18 de novembro de 2012

Jornalistas: que espécie somos nós?

Ao mesmo tempo que a sociedade exige ao jornalista que domine todas as matérias que aborda, estudando e pesquisando, a sociedade também demanda notícias actuais e de última-hora. Isto, por vezes, são funções de difícil compatibilização. 

Por isso que ao ler esta passagem do estudioso Max Weber consegui rever-me nela:


"O jornalista pertence a uma espécie de casta de párias, que é sempre estimada pela `sociedade' em termos de seu representante eticamente mais baixo. Daí as estranhas noções sobre o jornalista e seu trabalho. Nem todos compreendem que a realização jornalística exige pelo menos tanto `gênio' quanto a realização erudita, especialmente devido à necessidade de produzir imediatamente, e de `encomenda', devido à necessidade de ser eficiente, na verdade, em condições de produção totalmente diferentes"
(Max Weber, A política como vocação)

5 comentários:

zito azevedo disse...

Eu costumo comparar os "bons" jornalistas aos "bons"padres: não devem mentir e protegem as suas fontes...De resto, é o habiual: decomprometimento ideológico, indepencenia politica, honestidade mental, domínio perfeito da língua, perspicácia, sentido de humor, escrita escorreita, clara, isenta de chavões, espírito de missão e, de prefrencia, uma boa herança de um velho tio que fora para os EUA há mais de 60 anos...Felicidades, amigo!

dai varela disse...

hehhehehe, são tantas condições para ser-se um "bom" jornalista. Pelo menos já tenho uma delas: tenho um tio que foi há muito para EUA (ainda não me deixou a herança, mas já é um começo).
Esta parte da independência política/partidária é que mostra-se ser um campo dúbio num país bi-polarizado. Basta escreveres que o céu está azul para dizerem que és amarelo. Se vires algumas nuvens já és conotado com os verdes.
Assim fica mais difícil...

zito azevedo disse...

Meu amigo,
Eu não acho que se deva exigir a um jornalista que seja apolítico: não vem nenhum mal ao mundo que ela pertença a este ou àquele partido...O que julgo é que ele, o jornalista, terá, sempre, que olhar as coisas com os seus olhos criticos e não com os olhos do seu partido...A gente adora nossos pais mas não deixamos de sentir que eles, como toda a gente, cometem erros...Voilá!
Um abraço e votos de boa saúde para o seu tio americano!

dai varela disse...

Tens razão quanto ao partido.
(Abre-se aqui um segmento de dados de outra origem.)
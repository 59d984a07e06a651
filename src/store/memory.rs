//! In-memory record store.
//!
//! Evaluates typed queries over plain tables and applies bulk writes with the
//! same validation a real org would enforce for this engine's purposes:
//! required references must be present and every reference must point at an
//! existing record. Used to run whole migrations in tests.

use std::collections::{BTreeMap, HashMap, HashSet};
use std::sync::atomic::{AtomicUsize, Ordering};

use async_trait::async_trait;
use parking_lot::Mutex;
use serde_json::Value;

use super::{CreateOutcome, ObjectDescribe, Query, RecordStore, StoreError, WriteOutcome};
use crate::types::Row;

#[derive(Debug, Clone)]
struct RejectRule {
    object: String,
    field: String,
    value: Value,
    message: String,
}

#[derive(Default)]
struct Tables {
    rows: BTreeMap<String, BTreeMap<String, Row>>,
    describes: HashMap<String, ObjectDescribe>,
    next_id: u64,
    rejects: Vec<RejectRule>,
    failing_jobs: HashSet<(String, String)>,
    failing_queries: HashSet<String>,
}

pub struct MemoryStore {
    label: String,
    endpoint: String,
    tables: Mutex<Tables>,
    queries: AtomicUsize,
    writes: AtomicUsize,
}

fn id_prefix(object: &str) -> &'static str {
    match object {
        "Account" => "001",
        "Contact" => "003",
        "User" => "005",
        "Opportunity" => "006",
        "RecordType" => "012",
        "Organization" => "00D",
        "Product2" => "01t",
        "PricebookEntry" => "01u",
        "Quote" => "0Q0",
        "QuoteLineItem" => "0QL",
        "Case" => "500",
        "Order" => "801",
        "OrderItem" => "802",
        _ => "a00",
    }
}

impl MemoryStore {
    pub fn new(label: impl Into<String>, endpoint: impl Into<String>) -> Self {
        Self {
            label: label.into(),
            endpoint: endpoint.into(),
            tables: Mutex::new(Tables {
                next_id: 1,
                ..Tables::default()
            }),
            queries: AtomicUsize::new(0),
            writes: AtomicUsize::new(0),
        }
    }

    pub fn with_describe(self, describe: ObjectDescribe) -> Self {
        self.tables
            .lock()
            .describes
            .insert(describe.name.clone(), describe);
        self
    }

    /// Seed a record directly, bypassing validation. Returns its id.
    pub fn seed(&self, object: &str, mut row: Row) -> String {
        let mut tables = self.tables.lock();
        let id = match row.get("Id").and_then(Value::as_str) {
            Some(id) => id.to_string(),
            None => {
                let id = next_id(&mut tables, object);
                row.insert("Id".to_string(), Value::String(id.clone()));
                id
            }
        };
        tables
            .rows
            .entry(object.to_string())
            .or_default()
            .insert(id.clone(), row);
        id
    }

    /// Make creates/updates of `object` fail per row when `field == value`.
    pub fn reject_when(&self, object: &str, field: &str, value: Value, message: &str) {
        self.tables.lock().rejects.push(RejectRule {
            object: object.to_string(),
            field: field.to_string(),
            value,
            message: message.to_string(),
        });
    }

    /// Make every `operation` job on `object` fail wholesale.
    pub fn fail_jobs(&self, operation: &str, object: &str) {
        self.tables
            .lock()
            .failing_jobs
            .insert((operation.to_string(), object.to_string()));
    }

    pub fn fail_queries(&self, object: &str) {
        self.tables.lock().failing_queries.insert(object.to_string());
    }

    pub fn records(&self, object: &str) -> Vec<Row> {
        self.tables
            .lock()
            .rows
            .get(object)
            .map(|t| t.values().cloned().collect())
            .unwrap_or_default()
    }

    pub fn record(&self, object: &str, id: &str) -> Option<Row> {
        self.tables
            .lock()
            .rows
            .get(object)
            .and_then(|t| t.get(id).cloned())
    }

    pub fn query_count(&self) -> usize {
        self.queries.load(Ordering::SeqCst)
    }

    /// Number of bulk jobs submitted (create, update or delete).
    pub fn write_count(&self) -> usize {
        self.writes.load(Ordering::SeqCst)
    }

    fn check_job(&self, tables: &Tables, operation: &str, object: &str) -> Result<(), StoreError> {
        if tables
            .failing_jobs
            .contains(&(operation.to_string(), object.to_string()))
        {
            return Err(StoreError::JobFailed {
                job_id: format!("mem-{operation}-{object}"),
                state: "Failed".to_string(),
                message: "simulated job failure".to_string(),
            });
        }
        Ok(())
    }
}

fn next_id(tables: &mut Tables, object: &str) -> String {
    let n = tables.next_id;
    tables.next_id += 1;
    format!("{}{:012}AAA", id_prefix(object), n)
}

fn exists(tables: &Tables, id: &str) -> bool {
    tables.rows.values().any(|t| t.contains_key(id))
}

/// Per-row validation shared by create and update.
fn validate(tables: &Tables, object: &str, row: &Row, creating: bool) -> Result<(), String> {
    for rule in tables.rejects.iter().filter(|r| r.object == object) {
        if row.get(&rule.field) == Some(&rule.value) {
            return Err(rule.message.clone());
        }
    }
    let Some(describe) = tables.describes.get(object) else {
        return Ok(());
    };
    for field in &describe.fields {
        let value = row.get(&field.name).filter(|v| !v.is_null());
        if field.field_type == "reference" {
            if let Some(id) = value.and_then(Value::as_str) {
                if !exists(tables, id) {
                    return Err(format!(
                        "INVALID_CROSS_REFERENCE_KEY: {} points at missing record {}",
                        field.name, id
                    ));
                }
            }
            if creating
                && value.is_none()
                && field.createable
                && !field.nillable
                && !field.defaulted_on_create
            {
                return Err(format!("REQUIRED_FIELD_MISSING: {}", field.name));
            }
            if !creating && value.is_some() && !field.updateable {
                return Err(format!(
                    "INVALID_FIELD_FOR_INSERT_UPDATE: {} is not updateable",
                    field.name
                ));
            }
        }
    }
    Ok(())
}

fn compare(a: &Row, b: &Row, fields: &[String]) -> std::cmp::Ordering {
    for field in fields {
        let left = a.get(field).map(|v| v.to_string()).unwrap_or_default();
        let right = b.get(field).map(|v| v.to_string()).unwrap_or_default();
        match left.cmp(&right) {
            std::cmp::Ordering::Equal => continue,
            other => return other,
        }
    }
    std::cmp::Ordering::Equal
}

#[async_trait]
impl RecordStore for MemoryStore {
    fn label(&self) -> &str {
        &self.label
    }

    fn endpoint(&self) -> &str {
        &self.endpoint
    }

    async fn query(&self, query: &Query) -> Result<Vec<Row>, StoreError> {
        self.queries.fetch_add(1, Ordering::SeqCst);
        let tables = self.tables.lock();
        if tables.failing_queries.contains(&query.object) {
            return Err(StoreError::Api {
                status: 500,
                message: format!("simulated failure querying {}", query.object),
            });
        }

        let mut matched: Vec<&Row> = tables
            .rows
            .get(&query.object)
            .map(|t| {
                t.values()
                    .filter(|row| query.filter.as_ref().map_or(true, |f| f.matches(row)))
                    .collect()
            })
            .unwrap_or_default();
        if !query.order_by.is_empty() {
            matched.sort_by(|a, b| compare(a, b, &query.order_by));
        }
        if let Some(limit) = query.limit {
            matched.truncate(limit);
        }

        Ok(matched
            .into_iter()
            .map(|row| {
                query
                    .fields
                    .iter()
                    .map(|f| (f.clone(), row.get(f).cloned().unwrap_or(Value::Null)))
                    .collect()
            })
            .collect())
    }

    async fn describe(&self, object: &str) -> Result<ObjectDescribe, StoreError> {
        self.queries.fetch_add(1, Ordering::SeqCst);
        self.tables
            .lock()
            .describes
            .get(object)
            .cloned()
            .ok_or_else(|| StoreError::Api {
                status: 404,
                message: format!("NOT_FOUND: The requested resource does not exist: {object}"),
            })
    }

    async fn bulk_create(
        &self,
        object: &str,
        rows: &[Row],
    ) -> Result<Vec<CreateOutcome>, StoreError> {
        self.writes.fetch_add(1, Ordering::SeqCst);
        let mut tables = self.tables.lock();
        self.check_job(&tables, "insert", object)?;

        let mut outcomes = Vec::with_capacity(rows.len());
        for (row_index, row) in rows.iter().enumerate() {
            if let Err(message) = validate(&tables, object, row, true) {
                outcomes.push(CreateOutcome {
                    row_index,
                    result: Err(message),
                });
                continue;
            }
            let id = next_id(&mut tables, object);
            let mut stored: Row = row
                .iter()
                .filter(|(_, v)| !v.is_null())
                .map(|(k, v)| (k.clone(), v.clone()))
                .collect();
            stored.insert("Id".to_string(), Value::String(id.clone()));
            tables
                .rows
                .entry(object.to_string())
                .or_default()
                .insert(id.clone(), stored);
            outcomes.push(CreateOutcome {
                row_index,
                result: Ok(id),
            });
        }
        Ok(outcomes)
    }

    async fn bulk_update(&self, object: &str, rows: &[Row]) -> Result<Vec<WriteOutcome>, StoreError> {
        self.writes.fetch_add(1, Ordering::SeqCst);
        let mut tables = self.tables.lock();
        self.check_job(&tables, "update", object)?;

        let mut outcomes = Vec::with_capacity(rows.len());
        for row in rows {
            let id = row
                .get("Id")
                .and_then(Value::as_str)
                .unwrap_or_default()
                .to_string();
            let mut changes = row.clone();
            changes.remove("Id");
            let result = if !tables.rows.get(object).is_some_and(|t| t.contains_key(&id)) {
                Err(format!("ENTITY_IS_DELETED: {id}"))
            } else {
                validate(&tables, object, &changes, false)
            };
            if result.is_ok() {
                if let Some(existing) = tables.rows.get_mut(object).and_then(|t| t.get_mut(&id)) {
                    for (field, value) in changes {
                        if value.is_null() {
                            existing.remove(&field);
                        } else {
                            existing.insert(field, value);
                        }
                    }
                }
            }
            outcomes.push(WriteOutcome { id, result });
        }
        Ok(outcomes)
    }

    async fn bulk_delete(
        &self,
        object: &str,
        ids: &[String],
    ) -> Result<Vec<WriteOutcome>, StoreError> {
        self.writes.fetch_add(1, Ordering::SeqCst);
        let mut tables = self.tables.lock();
        self.check_job(&tables, "delete", object)?;

        let mut outcomes = Vec::with_capacity(ids.len());
        for id in ids {
            let removed = tables.rows.get_mut(object).and_then(|t| t.remove(id));
            let result = match removed {
                Some(_) => Ok(()),
                None => Err(format!("ENTITY_IS_DELETED: {id}")),
            };
            outcomes.push(WriteOutcome {
                id: id.clone(),
                result,
            });
        }
        Ok(outcomes)
    }
}

#[cfg(test)]
mod tests {
    use super::*;
    use crate::store::{FieldDescribe, Filter};
    use serde_json::json;

    fn row(value: Value) -> Row {
        value.as_object().cloned().unwrap()
    }

    fn contact_describe() -> ObjectDescribe {
        ObjectDescribe {
            name: "Contact".into(),
            fields: vec![FieldDescribe {
                name: "AccountId".into(),
                field_type: "reference".into(),
                reference_to: vec!["Account".into()],
                createable: true,
                updateable: true,
                nillable: false,
                ..FieldDescribe::default()
            }],
        }
    }

    #[tokio::test]
    async fn query_filters_orders_limits_and_projects() {
        let store = MemoryStore::new("src", "https://src");
        store.seed("Contact", row(json!({"Id": "003B", "AccountId": "001A", "LastName": "B"})));
        store.seed("Contact", row(json!({"Id": "003A", "AccountId": "001A", "LastName": "A"})));
        store.seed("Contact", row(json!({"Id": "003C", "AccountId": "001Z", "LastName": "C"})));

        let rows = store
            .query(
                &Query::select("Contact", ["Id", "Email"])
                    .filter(Filter::is_in("AccountId", ["001A"]))
                    .order_by("Id")
                    .limit(1),
            )
            .await
            .unwrap();
        assert_eq!(rows.len(), 1);
        assert_eq!(rows[0]["Id"], "003A");
        assert_eq!(rows[0]["Email"], Value::Null);
        assert_eq!(store.query_count(), 1);
    }

    #[tokio::test]
    async fn creates_enforce_required_and_existing_references() {
        let store = MemoryStore::new("tgt", "https://tgt").with_describe(contact_describe());
        let account = store.seed("Account", row(json!({"Name": "Acme"})));

        let outcomes = store
            .bulk_create(
                "Contact",
                &[
                    row(json!({"LastName": "Ok", "AccountId": account})),
                    row(json!({"LastName": "Missing"})),
                    row(json!({"LastName": "Dangling", "AccountId": "001000000000999AAA"})),
                ],
            )
            .await
            .unwrap();
        assert!(outcomes[0].result.is_ok());
        assert!(outcomes[1].result.as_ref().unwrap_err().starts_with("REQUIRED_FIELD_MISSING"));
        assert!(outcomes[2].result.as_ref().unwrap_err().starts_with("INVALID_CROSS_REFERENCE_KEY"));
        assert_eq!(store.records("Contact").len(), 1);
        assert_eq!(store.write_count(), 1);
    }

    #[tokio::test]
    async fn updates_merge_and_deletes_report_missing_ids() {
        let store = MemoryStore::new("tgt", "https://tgt");
        let id = store.seed("Account", row(json!({"Name": "Acme", "Phone": "1"})));

        let updated = store
            .bulk_update("Account", &[row(json!({"Id": id, "Phone": "2"}))])
            .await
            .unwrap();
        assert!(updated[0].result.is_ok());
        assert_eq!(store.record("Account", &id).unwrap()["Phone"], "2");
        assert_eq!(store.record("Account", &id).unwrap()["Name"], "Acme");

        let deleted = store
            .bulk_delete("Account", &[id.clone(), id.clone()])
            .await
            .unwrap();
        assert!(deleted[0].result.is_ok());
        assert!(deleted[1].result.is_err());
    }

    #[tokio::test]
    async fn simulated_job_failure_is_wholesale() {
        let store = MemoryStore::new("tgt", "https://tgt");
        store.fail_jobs("insert", "Account");
        let err = store
            .bulk_create("Account", &[row(json!({"Name": "Acme"}))])
            .await
            .unwrap_err();
        assert!(err.is_job_failure());
        assert!(store.records("Account").is_empty());
    }
}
Não importo o que o jornalista faça, a caracterização será sempre do outro e isso não se pode controlar isso.
Agora, falando em gente na América, lembrei-me de uma amiga minha que me contou o seguinte: ela tem o pai nos EUA e como seu irmão estava para viajar pela primeira vez ao estrangeiro, precisava de uma mal bem grande. Ele pediu ao pai uma mala.
Quando foram à Alfandega buscar a encomenda, quase que o irmão deslocava o ombro ao levantar a mala. É que ele pensou que aquilo estaria muito pesado e fez um grande esforço para a levantar e para sua surpresa a mala estava vazia.
Quando telefonou ao pai para reclamar ele respondeu: "Adés... não pediste uma mala?"
Sempre que ela conta isso não consegue conter uma gargalhada.
Só espero que se tiver herdado algo de um tio meu na América que não seja algo parecido

zito azevedo disse...

Só faltou, mesmo, mandar a factura, dentro da mala...Mas, se calhar, ele sabia que o pedido do filho não era tão ionocente como parecia e resolveu dar-lhe uma lição de humildade...Estou certo que trataria bem os filhos!
Moral da história: se precisares de uma mala não a mandes pedir ao pai da amida do Varela!